Tuesday, March 07, 2006

Sky News Discovers the Jowell Smoking Gun

Richard Bestic is the journalist who may well provoke Tessa Jowell's resignation. He has discovered she has overtly lied over the ownership of shares in the Old Monk Company. Tory MP Nigel Evans had written to Jowell asking if she knew of her husband's shareholding in this company, which owns a pub chain, and could therefore conceivably have benefitted from legisaltion she was in charge of. She denied he ever owned them and Sir Philip Mawer, the Parliamentary standards watchdog, said the MP had done nothing wrong. Sky News tonight reports that...

Forensic accountants working with the Sky Report said that Mr Mills was the "beneficial owner" of the company that bought the shares. Raj Bairoliya, from accountancy firm LLP, said: "Essentially that means to me that the shares have been transferred in his name to him." Tory MP Nigel Evans said: "It doesn't matter at the end of the day that his name wasn't on the share ownership. "If it was on the company that owned the shares and he benefited from the profit then clearly they were declarable."Opponents insisted she still has a case to answer over whether she breached codes of conduct.

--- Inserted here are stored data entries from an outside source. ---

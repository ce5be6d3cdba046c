// SPDX-License-Identifier: BUSL-1.1
// Copyright (c) 2026 Alfred Jean LLC

//! HTTP handlers for the coordinator API.

use std::collections::BTreeMap;
use std::sync::Arc;
use std::time::Duration;

use axum::extract::{Path, Query, State};
use axum::response::IntoResponse;
use axum::Json;
use serde::{Deserialize, Serialize};

use crate::authz;
use crate::error::WardError;
use crate::limiter::LimiterStats;
use crate::model::{now_iso, AccessEvent, ConnectionStatus, Device, DoorCommand, Outcome};
use crate::state::WardState;

// -- Request/Response types ---------------------------------------------------

#[derive(Debug, Serialize)]
pub struct DevicesStatusResponse {
    pub devices: Vec<Device>,
    pub total_count: usize,
    pub timestamp: String,
}

#[derive(Debug, Serialize)]
pub struct DeviceConnectionResponse {
    pub device_id: String,
    pub connection_status: ConnectionStatus,
    pub last_seen: Option<String>,
}

#[derive(Debug, Deserialize)]
pub struct AccessLogsQuery {
    #[serde(default)]
    pub limit: Option<usize>,
}

#[derive(Debug, Serialize)]
pub struct AccessLogsResponse {
    pub logs: Vec<AccessEvent>,
    pub count: usize,
    pub timestamp: String,
}

/// Body of a card-reader or dashboard attempt over HTTP. The user field is
/// named for the card readers that post here.
#[derive(Debug, Deserialize)]
pub struct AccessRequest {
    pub device_id: String,
    pub user_card_id: String,
    pub command: DoorCommand,
}

#[derive(Debug, Serialize)]
pub struct AccessResponse {
    pub status: Outcome,
    pub message: String,
    #[serde(skip_serializing_if = "Option::is_none")]
    pub device_state: Option<Device>,
    #[serde(skip_serializing_if = "Option::is_none")]
    pub remaining_lockout_seconds: Option<u64>,
    pub timestamp: String,
}

#[derive(Debug, Serialize)]
pub struct LimiterStatsResponse {
    #[serde(flatten)]
    pub stats: LimiterStats,
    pub timestamp: String,
}

#[derive(Debug, Deserialize)]
pub struct UserStatusQuery {
    pub device_id: String,
    pub user_id: String,
}

#[derive(Debug, Deserialize)]
pub struct ClearQuery {
    pub user_id: String,
}

#[derive(Debug, Serialize)]
pub struct ClearResponse {
    pub cleared_attempts: usize,
}

#[derive(Debug, Serialize)]
pub struct HealthResponse {
    pub status: String,
    pub metrics: HealthMetrics,
}

#[derive(Debug, Serialize)]
pub struct HealthMetrics {
    pub device_count: usize,
    pub online_controllers: usize,
    pub observer_count: usize,
    pub access_log_entries: usize,
    pub uptime_seconds: u64,
}

// -- Helpers ------------------------------------------------------------------

/// Render "this long ago" as an ISO-8601 UTC instant.
fn iso_since(elapsed: Duration) -> String {
    let delta = chrono::Duration::from_std(elapsed).unwrap_or_else(|_| chrono::Duration::zero());
    (chrono::Utc::now() - delta).to_rfc3339_opts(chrono::SecondsFormat::Millis, true)
}

// -- Handlers -----------------------------------------------------------------

/// `GET /api/devices/status`
pub async fn devices_status(State(s): State<Arc<WardState>>) -> impl IntoResponse {
    let devices = s.store.list_devices().await;
    Json(DevicesStatusResponse { total_count: devices.len(), devices, timestamp: now_iso() })
}

/// `GET /api/devices/connections` — map of device id to connection status.
pub async fn devices_connections(State(s): State<Arc<WardState>>) -> impl IntoResponse {
    let map: BTreeMap<String, ConnectionStatus> = s
        .store
        .list_devices()
        .await
        .into_iter()
        .map(|d| (d.device_id, d.connection_status))
        .collect();
    Json(map)
}

/// `GET /api/devices/{id}/connection`
pub async fn device_connection(
    State(s): State<Arc<WardState>>,
    Path(id): Path<String>,
) -> impl IntoResponse {
    let Some(device) = s.store.get_device(&id).await else {
        return WardError::not_found("device not found").into_response();
    };
    let last_seen = s.registry.controller_idle(&id).await.map(iso_since);
    Json(DeviceConnectionResponse {
        device_id: id,
        connection_status: device.connection_status,
        last_seen,
    })
    .into_response()
}

/// `GET /api/access_logs?limit=N` — most-recent-first, capped at retention.
pub async fn access_logs(
    State(s): State<Arc<WardState>>,
    Query(q): Query<AccessLogsQuery>,
) -> impl IntoResponse {
    let ceiling = s.config.access_log_retention;
    let limit = q.limit.unwrap_or(ceiling).min(ceiling);
    let logs = s.store.list_events(limit).await;
    Json(AccessLogsResponse { count: logs.len(), logs, timestamp: now_iso() })
}

/// `POST /api/access_log` — run an attempt through the authorization engine.
pub async fn post_access_log(
    State(s): State<Arc<WardState>>,
    Json(req): Json<AccessRequest>,
) -> impl IntoResponse {
    let decision = authz::authorize(&s, &req.device_id, &req.user_card_id, req.command).await;
    Json(AccessResponse {
        status: decision.outcome,
        message: decision.message,
        device_state: decision.device,
        remaining_lockout_seconds: decision.retry_after_secs,
        timestamp: now_iso(),
    })
}

/// `GET /api/security/rate_limiter/stats`
pub async fn limiter_stats(State(s): State<Arc<WardState>>) -> impl IntoResponse {
    let stats = s.limiter.stats().await;
    Json(LimiterStatsResponse { stats, timestamp: now_iso() })
}

/// `GET /api/security/rate_limiter/user_status?device_id&user_id`
pub async fn limiter_user_status(
    State(s): State<Arc<WardState>>,
    Query(q): Query<UserStatusQuery>,
) -> impl IntoResponse {
    Json(s.limiter.user_status(&q.device_id, &q.user_id).await)
}

/// `DELETE /api/security/rate_limiter/clear?user_id=…` — admin-only wipe.
pub async fn limiter_clear(
    State(s): State<Arc<WardState>>,
    Query(q): Query<ClearQuery>,
) -> impl IntoResponse {
    if q.user_id != s.config.admin_user_id {
        return WardError::forbidden("rate limiter clear is admin-only").into_response();
    }
    let cleared = s.limiter.clear_all().await;
    tracing::info!(cleared, "rate limiter records cleared");
    Json(ClearResponse { cleared_attempts: cleared }).into_response()
}

/// `GET /api/health`
pub async fn health(State(s): State<Arc<WardState>>) -> impl IntoResponse {
    Json(HealthResponse {
        status: "healthy".to_owned(),
        metrics: HealthMetrics {
            device_count: s.store.device_count().await,
            online_controllers: s.registry.controller_count().await,
            observer_count: s.registry.observer_count().await,
            access_log_entries: s.store.event_count().await,
            uptime_seconds: s.uptime_seconds(),
        },
    })
}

This is very serious for Tessa Jowell. She had obviously asked her husband if he owned the shares and he said no - without revealing that he owned the company which in fact owned the shares. As I've stated below, ignorance is no defence and she could not have been more categoric in her letter to Evans. I have bent over backwards to give Tessa Jowell the benefot of the doubt in all of this. I still don't believe she is personally crooked, but I cannot see how she can any longer remain in her job. And I think that she will come to that conclusion herself within the next 48 hours. The question is, will Nigel Evans be left to go for the kill, or will David Cameron take it up at PMQs tomorrow?

15 comments:

  1. If there is a chance of it being raise at PMQs surely she must go before then. Could there be a resignation before midday tomorrow?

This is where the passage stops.